Start of Data provided

use axum::http::StatusCode;
use axum::response::{IntoResponse, Response};
use axum::Json;
use serde_json::json;

use crate::routing::url::InvalidUrl;

/// Errors surfaced to HTTP callers.
///
/// Classification and execution failures never reach this type: probe
/// failures degrade to "not small" and pipeline failures become a failed
/// job outcome.
#[derive(Debug, thiserror::Error)]
pub enum AppError {
    #[error("{0}")]
    InvalidRequest(String),

    #[error("Invalid or missing URL in request")]
    InvalidUrl,

    #[error("No URLs found to process for {0}")]
    NoProcessableContent(String),

    #[error("{0}")]
    Internal(String),
}

pub type AppResult<T> = Result<T, AppError>;

impl AppError {
    pub fn kind(&self) -> &'static str {
        match self {
            AppError::InvalidRequest(_) => "invalid_request",
            AppError::InvalidUrl => "invalid_url",
            AppError::NoProcessableContent(_) => "no_processable_content",
            AppError::Internal(_) => "internal",
        }
    }

    fn status_code(&self) -> StatusCode {
        match self {
            AppError::Internal(_) => StatusCode::INTERNAL_SERVER_ERROR,
            _ => StatusCode::BAD_REQUEST,
        }
    }
}

impl From<InvalidUrl> for AppError {
    fn from(err: InvalidUrl) -> Self {
        tracing::debug!(error = %err, "rejected url");
        AppError::InvalidUrl
    }
}

impl IntoResponse for AppError {
    fn into_response(self) -> Response {
        let status = self.status_code();
        if status.is_server_error() {
            tracing::error!(error = %self, "request failed");
        }

        let body = json!({
            "status": "error",
            "kind": self.kind(),
            "message": self.to_string(),
        });
        (status, Json(body)).into_response()
    }
}
impl<'a> Engine<'a> {
    fn new(g: &'a mut NetGraph, status: &'a mut CheckStatus, deadline: &'a Deadline) -> Self {
        let mut children: HashMap<Proposition, Vec<Proposition>> = HashMap::default();
        let mut observed_props = 0u32;
        for key in g.node_keys() {
            let Some(q) = g[key].observed else { continue };
            observed_props += 1;
            for (p, _) in g[key].label.literals() {
                children.entry(p).or_default().push(q);
            }
        }
        // |values| × |V|² × 3^|P|, saturating
        let n = g.node_count() as u64;
        let max_w = g.max_abs_weight().unsigned_abs().max(1);
        let max_cycles = max_w
            .saturating_mul(n.saturating_mul(n))
            .saturating_mul(3u64.saturating_pow(observed_props.min(38)));
        Self {
            g,
            status,
            deadline,
            children,
            max_cycles,
        }
    }

    fn run(&mut self) {
        let mut to_check: Vec<EdgeKey> = self.g.edge_keys();
        while !to_check.is_empty() {
            self.status.cycles += 1;
            if self.deadline.expired() {
                self.status.timeout = true;
                return;
            }
            if self.status.cycles > self.max_cycles {
                log::warn!("propagation cycle bound exceeded; giving up");
                return;
            }
            let mut modified = Modified::default();
            for ek in to_check {
                if self.g.edge(ek).is_none() {
                    continue;
                }
                self.apply_qr0(ek, &mut modified);
                self.apply_qr3(ek, &mut modified);
                if !self.apply_qlp_around(ek, &mut modified) {
                    self.status.finish(false);
                    return;
                }
            }
            to_check = modified.order;
        }
        self.status.finish(true);
    }

    /// Strips, for every unknown literal `¿p`, the literals on `p`'s
    /// children
    fn remove_children_of_unknown(&self, mut label: Label) -> Label {
        loop {
            let mut changed = false;
            let current: Vec<(Proposition, State)> = label.literals().collect();
            for (p, state) in current {
                if state != State::Unknown {
                    continue;
                }
                for q in self.children.get(&p).into_iter().flatten() {
                    if label.contains(*q) {
                        label.remove(*q);
                        changed = true;
                    }
                }
            }
            if !changed {
                return label;
            }
        }
    }

    /// `qR0`: on `P? —(w, αp)→ X` with `w ≤ 0`, drop `p` (plus `p`'s
    /// children, plus, towards `Z`, children of unknown) from the label
    fn apply_qr0(&mut self, ek: EdgeKey, modified: &mut Modified) {
        let src = self.g[ek].src();
        let Some(p) = self.g[src].observed else {
            return;
        };
        let to_z = Some(self.g[ek].dst()) == self.g.zero();
        let values: Vec<(Label, Weight)> = self.g[ek].labeled.iter().collect();
        for (label, w) in values {
            if w > 0 || !label.contains(p) {
                continue;
            }
            let mut stripped = label.without(p);
            for q in self.children.get(&p).into_iter().flatten() {
                stripped.remove(*q);
            }
            if to_z {
                stripped = self.remove_children_of_unknown(stripped);
            }
            if stripped == label {
                continue;
            }
            if self.g[ek].labeled.put(stripped, w) {
                modified.push(ek);
                if label.has_unknown() {
                    self.status.rules.qr0 += 1;
                } else {
                    self.status.rules.r0 += 1;
                }
            }
        }
    }

    /// `qR3`: combines an observation edge `P? → Z` with another edge
    /// `nS → Z` whose label mentions `p`
    fn apply_qr3(&mut self, ek: EdgeKey, modified: &mut Modified) {
        let Some(z) = self.g.zero() else { return };
        if self.g[ek].dst() != z {
            return;
        }
        // the edge plays the nS → Z role against every observer...
        self.combine_qr3_into(ek, modified);
        // ...and, when its source is an observer, refreshes its siblings
        if self.g[self.g[ek].src()].observed.is_some() {
            for sibling in self.g.in_edges(z).collect::<Vec<_>>() {
                if sibling != ek {
                    self.combine_qr3_into(sibling, modified);
                }
            }
        }
    }

    /// Applies `qR3` with `target` in the `nS → Z` role
    fn combine_qr3_into(&mut self, target: EdgeKey, modified: &mut Modified) {
        let Some(z) = self.g.zero() else { return };
        let n_s = self.g[target].src();
        let values: Vec<(Label, Weight)> = self.g[target].labeled.iter().collect();
        for (lv, v) in values {
            for (p, _) in lv.literals() {
                let Some(obs) = self.g.observer_of(p) else { continue };
                if obs == n_s {
                    continue;
                }
                let Some(obs_edge) = self.g.edge_between(obs, z) else {
                    continue;
                };
                let beta = lv.without(p);
                let obs_values: Vec<(Label, Weight)> = self.g[obs_edge].labeled.iter().collect();
                for (gamma, w) in obs_values {
                    if w > 0 {
                        continue;
                    }
                    let label =
                        self.remove_children_of_unknown(gamma.conjunction_extended(&beta));
                    let value = w.max(v);
                    if self.g[target].labeled.put(label, value) {
                        modified.push(target);
                        if label.has_unknown() {
                            self.status.rules.qr3 += 1;
                        } else {
                            self.status.rules.r3 += 1;
                        }
                    }
                }
            }
        }
    }

    /// Applies `qLP` to every pair adjacent to `ek`; returns `false` on a
    /// negative honest-labeled loop
    #[must_use]
    fn apply_qlp_around(&mut self, ek: EdgeKey, modified: &mut Modified) -> bool {
        let (src, dst) = (self.g[ek].src(), self.g[ek].dst());
        for succ in self.g.out_edges(dst).collect::<Vec<_>>() {
            if !self.apply_qlp(ek, succ, modified) {
                return false;
            }
        }
        for pred in self.g.in_edges(src).collect::<Vec<_>>() {
            if pred != ek && !self.apply_qlp(pred, ek, modified) {
                return false;
            }
        }
        true
    }

    /// `qLP` on `A —(u,α)→ B —(v,β)→ C`; returns `false` on a negative
    /// honest-labeled loop
    #[must_use]
    fn apply_qlp(&mut self, e1: EdgeKey, e2: EdgeKey, modified: &mut Modified) -> bool {
        let a = self.g[e1].src();
        let c = self.g[e2].dst();
        debug_assert_eq!(self.g[e1].dst(), self.g[e2].src());
        let base = match self.g[a].label.conjunction(&self.g[c].label) {
            Some(base) => base,
            None => return true,
        };
        let first: Vec<(Label, Weight)> = self.g[e1].labeled.iter().collect();
        let second: Vec<(Label, Weight)> = self.g[e2].labeled.iter().collect();
        for (alpha, u) in &first {
            for (beta, v) in &second {
                let s = sum_saturating(*u, *v);
                if s >= 0 {
                    continue;
                }
                let gamma =
                    self.remove_children_of_unknown(alpha.conjunction_extended(beta));
                if a == c {
                    if !gamma.has_unknown() {
                        self.record_loop_witness(e1, e2, s);
                        return false;
                    }
                    let self_loop = self.g.ensure_edge(a, a, ConstraintType::Derived);
                    if self.g[self_loop].labeled.put(gamma, NEG_INF) {
                        modified.push(self_loop);
                        self.status.rules.qlp += 1;
                    }
                    continue;
                }
                if *u >= 0 && gamma.has_unknown() {
                    continue;
                }
                if !gamma.subsumes(&base) {
                    continue;
                }
                let derived = self.g.ensure_edge(a, c, ConstraintType::Derived);
                if self.g[derived].labeled.put(gamma, s) {
                    modified.push(derived);
                    if gamma.has_unknown() {
                        self.status.rules.qlp += 1;
                    } else {
                        self.status.rules.lp += 1;
                    }
                }
            }
        }
        true
    }

    fn record_loop_witness(&mut self, e1: EdgeKey, e2: EdgeKey, value: Weight) {
        self.status.witness = Some(WitnessCycle {
            kind: CycleKind::CcLoop,
            edges: alloc::vec![e1, e2],
            value,
        });
    }
}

End of Data provided

Exercise:
Show the lines of the entries that include the string "Proposition", copying each in full.

Reply:
        let mut children: HashMap<Proposition, Vec<Proposition>> = HashMap::default();
            let current: Vec<(Proposition, State)> = label.literals().collect();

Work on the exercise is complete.